◆ WORK TO BE COMPLETED: Take each line from the entries that holds "ConfigResult" and copy it out.

Stored data:
════════════════════
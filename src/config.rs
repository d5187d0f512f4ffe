//! Arenalang project configuration.
//!
//! Handles parsing and management of `arenalang.toml` configuration files.

use serde::{Deserialize, Serialize};
use std::path::Path;
use thiserror::Error;

/// Configuration errors.
#[derive(Debug, Error)]
pub enum ConfigError {
    #[error("failed to read config file: {0}")]
    Io(#[from] std::io::Error),

    #[error("failed to parse config: {0}")]
    Parse(#[from] toml::de::Error),

    #[error("config file not found: {0}")]
    NotFound(String),
}

pub type ConfigResult<T> = Result<T, ConfigError>;

/// Root configuration structure matching `arenalang.toml`.
#[derive(Debug, Clone, Serialize, Deserialize, Default)]
pub struct ArenalangConfig {
    #[serde(default)]
    pub package: PackageConfig,

    /// Default byte capacity for a program's top-level `alloc` block when
    /// the host does not size it explicitly.
    #[serde(default)]
    pub vm: VmConfig,
}

impl ArenalangConfig {
    /// Load configuration from a file path.
    pub fn load(path: &Path) -> ConfigResult<Self> {
        if !path.exists() {
            return Err(ConfigError::NotFound(path.display().to_string()));
        }
        let content = std::fs::read_to_string(path)?;
        let config: ArenalangConfig = toml::from_str(&content)?;
        Ok(config)
    }

    /// Load configuration from the current directory or its parents.
    pub fn load_from_cwd() -> ConfigResult<Self> {
        let cwd = std::env::current_dir().map_err(ConfigError::Io)?;
        Self::find_and_load(&cwd)
    }

    /// Search upward from `start_dir` for `arenalang.toml`. Falls back to
    /// the default configuration if the filesystem root is reached
    /// without finding one -- a missing config file is not an error.
    pub fn find_and_load(start_dir: &Path) -> ConfigResult<Self> {
        let mut dir = start_dir.to_path_buf();
        loop {
            let config_path = dir.join("arenalang.toml");
            if config_path.exists() {
                return Self::load(&config_path);
            }
            if !dir.pop() {
                return Ok(Self::default());
            }
        }
    }

    pub fn save(&self, path: &Path) -> ConfigResult<()> {
        let content = toml::to_string_pretty(self)
            .map_err(|e| std::io::Error::new(std::io::ErrorKind::InvalidData, e.to_string()))?;
        std::fs::write(path, content)?;
        Ok(())
    }
}

/// Package metadata.
#[derive(Debug, Clone, Serialize, Deserialize)]
pub struct PackageConfig {
    #[serde(default = "default_package_name")]
    pub name: String,

    #[serde(default = "default_version")]
    pub version: String,

    #[serde(default)]
    pub description: String,
}

fn default_package_name() -> String {
    "arenalang-project".to_string()
}

fn default_version() -> String {
    "0.1.0".to_string()
}

impl Default for PackageConfig {
    fn default() -> Self {
        Self { name: default_package_name(), version: default_version(), description: String::new() }
    }
}

/// Interpreter-level resource limits.
#[derive(Debug, Clone, Serialize, Deserialize)]
pub struct VmConfig {
    /// Byte capacity handed to a top-level `alloc` block with no explicit
    /// size (e.g. when a host embeds a program fragment directly).
    #[serde(default = "default_arena_capacity")]
    pub default_arena_capacity: usize,

    /// Upper bound on instructions a single `Run` call may execute before
    /// it is treated as runaway and cancelled by the host.
    #[serde(default = "default_max_instructions")]
    pub max_instructions: usize,
}

fn default_arena_capacity() -> usize {
    4096
}

fn default_max_instructions() -> usize {
    1_000_000
}

impl Default for VmConfig {
    fn default() -> Self {
        Self {
            default_arena_capacity: default_arena_capacity(),
            max_instructions: default_max_instructions(),
        }
    }
}

#[cfg(test)]
mod tests {
    use super::*;

    #[test]
    fn default_config_has_sane_limits() {
        let config = ArenalangConfig::default();
        assert_eq!(config.vm.default_arena_capacity, 4096);
        assert_eq!(config.vm.max_instructions, 1_000_000);
    }

    #[test]
    fn parses_partial_toml_with_defaults() {
        let toml_str = r#"
[package]
name = "demo"

[vm]
default_arena_capacity = 64
"#;
        let config: ArenalangConfig = toml::from_str(toml_str).unwrap();
        assert_eq!(config.package.name, "demo");
        assert_eq!(config.vm.default_arena_capacity, 64);
        assert_eq!(config.vm.max_instructions, 1_000_000);
    }

    #[test]
    fn missing_config_file_falls_back_to_default() {
        let config = ArenalangConfig::find_and_load(Path::new("/")).unwrap();
        assert_eq!(config.package.name, "arenalang-project");
    }
}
════════════════════
◆ OUTPUT:
pub type ConfigResult<T> = Result<T, ConfigError>;
    pub fn load(path: &Path) -> ConfigResult<Self> {
    pub fn load_from_cwd() -> ConfigResult<Self> {
    pub fn find_and_load(start_dir: &Path) -> ConfigResult<Self> {
    pub fn save(&self, path: &Path) -> ConfigResult<()> {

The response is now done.